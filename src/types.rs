//! Core types for fetchwatch

use chrono::{DateTime, Utc};
use serde::{Deserialize, Serialize};
use std::path::PathBuf;
use std::time::Duration;

/// Unique identifier for a download record
#[derive(Clone, Copy, Debug, PartialEq, Eq, PartialOrd, Ord, Hash, Serialize, Deserialize)]
#[serde(transparent)]
pub struct RecordId(pub i64);

impl RecordId {
    /// Create a new RecordId
    pub fn new(id: i64) -> Self {
        Self(id)
    }

    /// Get the inner i64 value
    pub fn get(&self) -> i64 {
        self.0
    }
}

impl From<i64> for RecordId {
    fn from(id: i64) -> Self {
        Self(id)
    }
}

impl From<RecordId> for i64 {
    fn from(id: RecordId) -> Self {
        id.0
    }
}

impl std::fmt::Display for RecordId {
    fn fmt(&self, f: &mut std::fmt::Formatter<'_>) -> std::fmt::Result {
        write!(f, "{}", self.0)
    }
}

impl std::str::FromStr for RecordId {
    type Err = std::num::ParseIntError;

    fn from_str(s: &str) -> Result<Self, Self::Err> {
        Ok(Self(s.parse()?))
    }
}

// Implement sqlx Type, Encode, and Decode for database operations
impl sqlx::Type<sqlx::Sqlite> for RecordId {
    fn type_info() -> sqlx::sqlite::SqliteTypeInfo {
        <i64 as sqlx::Type<sqlx::Sqlite>>::type_info()
    }

    fn compatible(ty: &sqlx::sqlite::SqliteTypeInfo) -> bool {
        <i64 as sqlx::Type<sqlx::Sqlite>>::compatible(ty)
    }
}

impl<'q> sqlx::Encode<'q, sqlx::Sqlite> for RecordId {
    fn encode_by_ref(
        &self,
        buf: &mut Vec<sqlx::sqlite::SqliteArgumentValue<'q>>,
    ) -> Result<sqlx::encode::IsNull, Box<dyn std::error::Error + Send + Sync>> {
        sqlx::Encode::<sqlx::Sqlite>::encode_by_ref(&self.0, buf)
    }
}

impl<'r> sqlx::Decode<'r, sqlx::Sqlite> for RecordId {
    fn decode(value: sqlx::sqlite::SqliteValueRef<'r>) -> Result<Self, sqlx::error::BoxDynError> {
        let id = <i64 as sqlx::Decode<sqlx::Sqlite>>::decode(value)?;
        Ok(Self(id))
    }
}

/// Download record status
///
/// The per-record state machine is:
/// `Pending -> Downloading -> {Completed | Retrying | Failed}`,
/// `Retrying -> Downloading`, and `Failed -> Pending` only through an
/// explicit retry-all. `Completed` and `Skipped` are terminal; `Skipped` is
/// reached directly from `Downloading` on a content-digest collision.
#[derive(Clone, Copy, Debug, PartialEq, Eq, Serialize, Deserialize)]
#[serde(rename_all = "lowercase")]
pub enum Status {
    /// Record created, download not yet attempted
    Pending,
    /// First attempt in flight
    Downloading,
    /// A later attempt in flight after at least one failure
    Retrying,
    /// Successfully downloaded and written to disk
    Completed,
    /// All attempts exhausted
    Failed,
    /// Settled without writing bytes (content-digest collision)
    Skipped,
}

impl Status {
    /// Convert integer status code to Status enum
    pub fn from_i32(status: i32) -> Self {
        match status {
            0 => Status::Pending,
            1 => Status::Downloading,
            2 => Status::Retrying,
            3 => Status::Completed,
            4 => Status::Failed,
            5 => Status::Skipped,
            _ => Status::Failed, // Default to Failed for unknown status
        }
    }

    /// Convert Status enum to integer status code
    pub fn to_i32(&self) -> i32 {
        match self {
            Status::Pending => 0,
            Status::Downloading => 1,
            Status::Retrying => 2,
            Status::Completed => 3,
            Status::Failed => 4,
            Status::Skipped => 5,
        }
    }

    /// Whether this status admits no further transitions
    pub fn is_terminal(&self) -> bool {
        matches!(self, Status::Completed | Status::Skipped)
    }
}

impl std::fmt::Display for Status {
    fn fmt(&self, f: &mut std::fmt::Formatter<'_>) -> std::fmt::Result {
        let s = match self {
            Status::Pending => "pending",
            Status::Downloading => "downloading",
            Status::Retrying => "retrying",
            Status::Completed => "completed",
            Status::Failed => "failed",
            Status::Skipped => "skipped",
        };
        write!(f, "{s}")
    }
}

/// A download record as seen by library consumers
#[derive(Clone, Debug, Serialize, Deserialize)]
pub struct FileRecord {
    /// Unique record ID, never reused
    pub id: RecordId,
    /// The URL this record was created for (immutable)
    pub source_url: String,
    /// Resolved on-disk filename
    pub filename: String,
    /// Full path of the written file; None until a write succeeds
    pub local_path: Option<PathBuf>,
    /// Size in bytes, populated on successful fetch
    pub size_bytes: Option<u64>,
    /// SHA-256 hex digest of the body, populated after a successful fetch
    pub digest: Option<String>,
    /// Declared media type of the response
    pub content_kind: Option<String>,
    /// Current status
    pub status: Status,
    /// Retry attempts consumed so far
    pub retry_count: u32,
    /// Last failure message, cleared on success or manual reset
    pub error_message: Option<String>,
    /// When the record was created
    pub created_at: DateTime<Utc>,
    /// When the record last changed
    pub updated_at: DateTime<Utc>,
    /// Set exactly once, on the transition into `Completed`
    pub completed_at: Option<DateTime<Utc>>,
    /// Free-form annotations, opaque to the core
    pub metadata: Option<serde_json::Value>,
}

/// Why a fetch settled without a completed download
#[derive(Clone, Copy, Debug, PartialEq, Eq, Serialize, Deserialize)]
#[serde(rename_all = "snake_case")]
pub enum SkipReason {
    /// The resolved filename's extension is outside the supported set
    UnsupportedExtension,
    /// A completed record already exists for this source URL
    AlreadyDownloaded,
    /// The fetched bytes match an existing completed record's digest
    DuplicateContent,
    /// All retry attempts were exhausted
    DownloadFailed,
}

impl std::fmt::Display for SkipReason {
    fn fmt(&self, f: &mut std::fmt::Formatter<'_>) -> std::fmt::Result {
        let s = match self {
            SkipReason::UnsupportedExtension => "unsupported_extension",
            SkipReason::AlreadyDownloaded => "already_downloaded",
            SkipReason::DuplicateContent => "duplicate_content",
            SkipReason::DownloadFailed => "download_failed",
        };
        write!(f, "{s}")
    }
}

/// Result of a single fetch operation
#[derive(Clone, Debug)]
pub struct Outcome {
    /// True only when bytes were written and the record reached `Completed`
    pub success: bool,
    /// Why the fetch did not complete, when it didn't
    pub reason: Option<SkipReason>,
    /// The record created for this attempt; None when rejected up front
    pub record_id: Option<RecordId>,
}

impl Outcome {
    /// A successful download
    pub fn completed(id: RecordId) -> Self {
        Self {
            success: true,
            reason: None,
            record_id: Some(id),
        }
    }

    /// Rejected before any record was created
    pub fn rejected(reason: SkipReason) -> Self {
        Self {
            success: false,
            reason: Some(reason),
            record_id: None,
        }
    }

    /// Settled with a record but without a completed download
    pub fn settled(reason: SkipReason, id: RecordId) -> Self {
        Self {
            success: false,
            reason: Some(reason),
            record_id: Some(id),
        }
    }
}

/// Aggregate counts for a batch download
#[derive(Clone, Copy, Debug, Default, PartialEq, Eq, Serialize, Deserialize)]
pub struct BatchOutcome {
    /// Downloads that completed
    pub successful: usize,
    /// Downloads that failed after exhausting retries
    pub failed: usize,
    /// Downloads settled by dedup or rejected up front
    pub skipped: usize,
}

/// Summary of a retry-all pass over failed records
#[derive(Clone, Copy, Debug, Default, PartialEq, Eq, Serialize, Deserialize)]
pub struct RetrySummary {
    /// Number of failed records that were re-queued
    pub retried: usize,
    /// Re-runs that completed
    pub successful: usize,
    /// Re-runs that failed again
    pub failed: usize,
    /// Re-runs settled by dedup
    pub skipped: usize,
}

/// Result of one poll cycle
#[derive(Clone, Copy, Debug, Serialize, Deserialize)]
pub struct CheckReport {
    /// Candidates the extractor produced
    pub total_found: usize,
    /// Candidates that were new (not in session cache, not completed)
    pub new_count: usize,
    /// When this cycle ran
    pub checked_at: DateTime<Utc>,
}

/// Snapshot of the poll loop for the external boundary
#[derive(Clone, Debug, Serialize, Deserialize)]
pub struct MonitorStatus {
    /// Whether the recurring timer is armed
    pub is_running: bool,
    /// The listing URL being polled
    pub monitor_url: Option<String>,
    /// Interval between checks
    #[serde(with = "crate::config::duration_serde")]
    pub poll_interval: Duration,
    /// When the last successful check ran
    pub last_check_time: Option<DateTime<Utc>>,
    /// References dispatched during this process run
    pub session_discovered_count: usize,
}

/// Derived statistics over the record store
///
/// Never stored — always computed by aggregation over current records.
#[derive(Clone, Copy, Debug, Default, PartialEq, Eq, Serialize, Deserialize)]
pub struct Statistics {
    /// Number of completed records
    pub total_completed: u64,
    /// Cumulative size of completed downloads in bytes
    pub total_size_bytes: u64,
    /// Records waiting for their first attempt
    pub pending: u64,
    /// Records with an attempt in flight (downloading or retrying)
    pub downloading: u64,
    /// Records that exhausted their retries
    pub failed: u64,
    /// Records settled by content dedup
    pub skipped: u64,
    /// When the last successful poll cycle ran
    pub last_check_time: Option<DateTime<Utc>>,
}

/// Result of re-hashing a completed record's local file
#[derive(Clone, Debug, PartialEq, Eq, Serialize, Deserialize)]
#[serde(rename_all = "snake_case", tag = "result")]
pub enum VerifyResult {
    /// On-disk bytes still match the stored digest
    Verified,
    /// On-disk bytes no longer match the stored digest
    Mismatch {
        /// Digest recorded at download time
        expected: String,
        /// Digest of the file as it exists now
        actual: String,
    },
    /// The recorded local path no longer exists
    FileMissing,
    /// The record has no digest or local path to verify against
    NotVerifiable,
}

/// Events emitted on the broadcast channel
///
/// Consumers subscribe via [`FetchWatch::subscribe`](crate::FetchWatch::subscribe);
/// emission is fire-and-forget and never blocks the pipeline.
#[derive(Clone, Debug)]
pub enum Event {
    /// A poll cycle finished
    CheckCompleted {
        /// Candidates the extractor produced
        total_found: usize,
        /// Candidates handed to the download executor
        new_count: usize,
    },
    /// A download attempt sequence began
    DownloadStarted {
        /// The record being downloaded
        id: RecordId,
        /// The source URL
        url: String,
    },
    /// A download completed and was written to disk
    DownloadCompleted {
        /// The completed record
        id: RecordId,
        /// Where the bytes were written
        path: PathBuf,
        /// Size in bytes
        size_bytes: u64,
    },
    /// A download settled without writing bytes
    DownloadSkipped {
        /// The settled record
        id: RecordId,
        /// Why it settled
        reason: SkipReason,
    },
    /// A download exhausted its retries
    DownloadFailed {
        /// The failed record
        id: RecordId,
        /// The last error message
        error: String,
    },
}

* _ASSIGNMENT_
An exact transcription of the lines from the start of the listing through the line bearing "The per-record state" is the whole answer.

* _OUTPUT OF THE TASK_
filename src/types.rs
//! Core types for fetchwatch

use chrono::{DateTime, Utc};
use serde::{Deserialize, Serialize};
use std::path::PathBuf;
use std::time::Duration;

/// Unique identifier for a download record
#[derive(Clone, Copy, Debug, PartialEq, Eq, PartialOrd, Ord, Hash, Serialize, Deserialize)]
#[serde(transparent)]
pub struct RecordId(pub i64);

impl RecordId {
    /// Create a new RecordId
    pub fn new(id: i64) -> Self {
        Self(id)
    }

    /// Get the inner i64 value
    pub fn get(&self) -> i64 {
        self.0
    }
}

impl From<i64> for RecordId {
    fn from(id: i64) -> Self {
        Self(id)
    }
}

impl From<RecordId> for i64 {
    fn from(id: RecordId) -> Self {
        id.0
    }
}

impl std::fmt::Display for RecordId {
    fn fmt(&self, f: &mut std::fmt::Formatter<'_>) -> std::fmt::Result {
        write!(f, "{}", self.0)
    }
}

impl std::str::FromStr for RecordId {
    type Err = std::num::ParseIntError;

    fn from_str(s: &str) -> Result<Self, Self::Err> {
        Ok(Self(s.parse()?))
    }
}

// Implement sqlx Type, Encode, and Decode for database operations
impl sqlx::Type<sqlx::Sqlite> for RecordId {
    fn type_info() -> sqlx::sqlite::SqliteTypeInfo {
        <i64 as sqlx::Type<sqlx::Sqlite>>::type_info()
    }

    fn compatible(ty: &sqlx::sqlite::SqliteTypeInfo) -> bool {
        <i64 as sqlx::Type<sqlx::Sqlite>>::compatible(ty)
    }
}

impl<'q> sqlx::Encode<'q, sqlx::Sqlite> for RecordId {
    fn encode_by_ref(
        &self,
        buf: &mut Vec<sqlx::sqlite::SqliteArgumentValue<'q>>,
    ) -> Result<sqlx::encode::IsNull, Box<dyn std::error::Error + Send + Sync>> {
        sqlx::Encode::<sqlx::Sqlite>::encode_by_ref(&self.0, buf)
    }
}

impl<'r> sqlx::Decode<'r, sqlx::Sqlite> for RecordId {
    fn decode(value: sqlx::sqlite::SqliteValueRef<'r>) -> Result<Self, sqlx::error::BoxDynError> {
        let id = <i64 as sqlx::Decode<sqlx::Sqlite>>::decode(value)?;
        Ok(Self(id))
    }
}

/// Download record status
///
/// The per-record state machine is:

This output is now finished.